1. The connection between the SASM and the SACZ is overemphasized at a cost to explaining the variability in the Bolivian High/Nordeste Low structure, its influence over the records that are used in this paper, and the causes of the variability in this circulation system over the LM.
2. There is a lot more discussion and explanation needed on what exactly the authors did in the methods section. I found myself unable to follow the development of the statistical tests and the development of the pseudoproxy network. I read the papers the authors refer to here and am still confused as to what the authors in this paper did. I think the reader woud be greatly aided if a clear summary can be presented in the methods section.

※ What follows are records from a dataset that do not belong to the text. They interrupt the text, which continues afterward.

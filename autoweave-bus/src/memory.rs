//! In-process bus backend with Redis-Streams semantics.
//!
//! Used by tests and single-binary deployments. Entries live in a per-stream
//! append-only vector; consumer groups track a read cursor and a pending
//! set, exactly like the wire backend. A fault-injection switch lets tests
//! exercise the degraded publish path without a real outage.

use std::collections::HashMap;
use std::sync::atomic::{AtomicBool, Ordering};
use std::sync::Arc;
use std::time::Duration;

use async_trait::async_trait;
use dashmap::DashMap;
use parking_lot::Mutex;
use tokio::sync::Notify;
use tokio::time::Instant;

use crate::{BusError, BusMessage, EventBus, StreamId};

#[derive(Default)]
struct GroupState {
    /// Index of the next entry this group has not yet delivered.
    cursor: usize,
    /// Delivered but not yet acknowledged.
    pending: HashMap<StreamId, ()>,
}

#[derive(Default)]
struct StreamInner {
    entries: Vec<(StreamId, HashMap<String, String>)>,
    last_id: Option<StreamId>,
    groups: HashMap<String, GroupState>,
}

/// An in-memory append-only log with consumer groups.
pub struct MemoryBus {
    streams: DashMap<String, Arc<Mutex<StreamInner>>>,
    appended: Notify,
    available: AtomicBool,
}

impl MemoryBus {
    pub fn new() -> Self {
        Self {
            streams: DashMap::new(),
            appended: Notify::new(),
            available: AtomicBool::new(true),
        }
    }

    /// Fault injection: while unavailable every operation returns
    /// [`BusError::Unavailable`], mimicking a backend outage.
    pub fn set_available(&self, available: bool) {
        self.available.store(available, Ordering::SeqCst);
    }

    /// Total number of entries ever appended to a stream.
    pub fn stream_len(&self, stream: &str) -> usize {
        self.streams
            .get(stream)
            .map(|s| s.lock().entries.len())
            .unwrap_or(0)
    }

    /// All entries of a stream, oldest first. Test affordance.
    pub fn snapshot(&self, stream: &str) -> Vec<BusMessage> {
        self.streams
            .get(stream)
            .map(|s| {
                s.lock()
                    .entries
                    .iter()
                    .map(|(id, fields)| BusMessage {
                        stream: stream.to_string(),
                        id: *id,
                        fields: fields.clone(),
                    })
                    .collect()
            })
            .unwrap_or_default()
    }

    fn stream(&self, name: &str) -> Arc<Mutex<StreamInner>> {
        self.streams
            .entry(name.to_string())
            .or_insert_with(|| Arc::new(Mutex::new(StreamInner::default())))
            .clone()
    }

    fn check_available(&self) -> Result<(), BusError> {
        if self.available.load(Ordering::SeqCst) {
            Ok(())
        } else {
            Err(BusError::Unavailable("memory bus marked unavailable".into()))
        }
    }

    fn next_id(inner: &StreamInner) -> StreamId {
        let now_ms = chrono::Utc::now().timestamp_millis().max(0) as u64;
        match inner.last_id {
            Some(last) if last.ms >= now_ms => StreamId {
                ms: last.ms,
                seq: last.seq + 1,
            },
            _ => StreamId { ms: now_ms, seq: 0 },
        }
    }
}

impl Default for MemoryBus {
    fn default() -> Self {
        Self::new()
    }
}

#[async_trait]
impl EventBus for MemoryBus {
    async fn publish(
        &self,
        stream: &str,
        fields: &[(String, String)],
    ) -> Result<StreamId, BusError> {
        self.check_available()?;
        let state = self.stream(stream);
        let id = {
            let mut inner = state.lock();
            let id = Self::next_id(&inner);
            inner.last_id = Some(id);
            inner
                .entries
                .push((id, fields.iter().cloned().collect()));
            id
        };
        self.appended.notify_waiters();
        Ok(id)
    }

    async fn create_group(&self, stream: &str, group: &str) -> Result<(), BusError> {
        self.check_available()?;
        let state = self.stream(stream);
        let mut inner = state.lock();
        // Idempotent: an existing group keeps its cursor. A new group starts
        // at the current end of the stream, like XGROUP CREATE with `$`.
        let end = inner.entries.len();
        inner
            .groups
            .entry(group.to_string())
            .or_insert_with(|| GroupState {
                cursor: end,
                pending: HashMap::new(),
            });
        Ok(())
    }

    async fn consume(
        &self,
        stream: &str,
        group: &str,
        consumer: &str,
        block: Duration,
        count: usize,
    ) -> Result<Vec<BusMessage>, BusError> {
        let _ = consumer;
        let deadline = Instant::now() + block;
        loop {
            self.check_available()?;
            let notified = self.appended.notified();

            {
                let state = self.stream(stream);
                let mut inner = state.lock();
                let total = inner.entries.len();
                let from = inner
                    .groups
                    .get(group)
                    .ok_or_else(|| BusError::Protocol(format!("unknown group `{group}`")))?
                    .cursor;
                if from < total {
                    let to = (from + count).min(total);
                    let messages: Vec<BusMessage> = inner.entries[from..to]
                        .iter()
                        .map(|(id, fields)| BusMessage {
                            stream: stream.to_string(),
                            id: *id,
                            fields: fields.clone(),
                        })
                        .collect();
                    if let Some(group_state) = inner.groups.get_mut(group) {
                        group_state.cursor = to;
                        for message in &messages {
                            group_state.pending.insert(message.id, ());
                        }
                    }
                    return Ok(messages);
                }
            }

            let remaining = deadline.saturating_duration_since(Instant::now());
            if remaining.is_zero() {
                return Ok(Vec::new());
            }
            tokio::select! {
                _ = notified => {}
                _ = tokio::time::sleep(remaining) => return Ok(Vec::new()),
            }
        }
    }

    async fn ack(&self, stream: &str, group: &str, id: StreamId) -> Result<(), BusError> {
        self.check_available()?;
        let state = self.stream(stream);
        let mut inner = state.lock();
        if let Some(group_state) = inner.groups.get_mut(group) {
            group_state.pending.remove(&id);
        }
        Ok(())
    }

    async fn ping(&self) -> Result<(), BusError> {
        self.check_available()
    }
}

3. The results and the discussion should be more clearly separated. In the results section, there is a lot of qualifying. Clear separation would make it easier to read.
The rest of my concerns are laid out in line item format:
Line 25: The authors state: 'Model analyses suggests that the local isotopic composition is primarily a reflection of an upstream rainout processes.' I missed the full explanation of how the authors came to this conclusion based on the analysis. (It's possible I just misinterpreted something). However, a clearer explanation of this would be interesting.
Line 28: "The monsoon was intensified during the LIA over the central and western parts of tropical South America and the South Atlantic Convergence Zone (SACZ)" based on the analysis of the model output? The proxy compilation? Both?
Line 34: Later in the text the authors mention that this is not true everywhere in the SAMS domain. It might be helpful if the authors show precipitation data from their sites in a way that the readers can see the seasonal cycle and if that is true everywhere.
Line 49: This first sentence is confusing.
Introduction: I'm surprised that the authors didn't cite the work of Wong et al., 2021. This work argues for another driver on the SACZ and may be a good reason to do the kind of work that the authors outline here, good motivation for this study.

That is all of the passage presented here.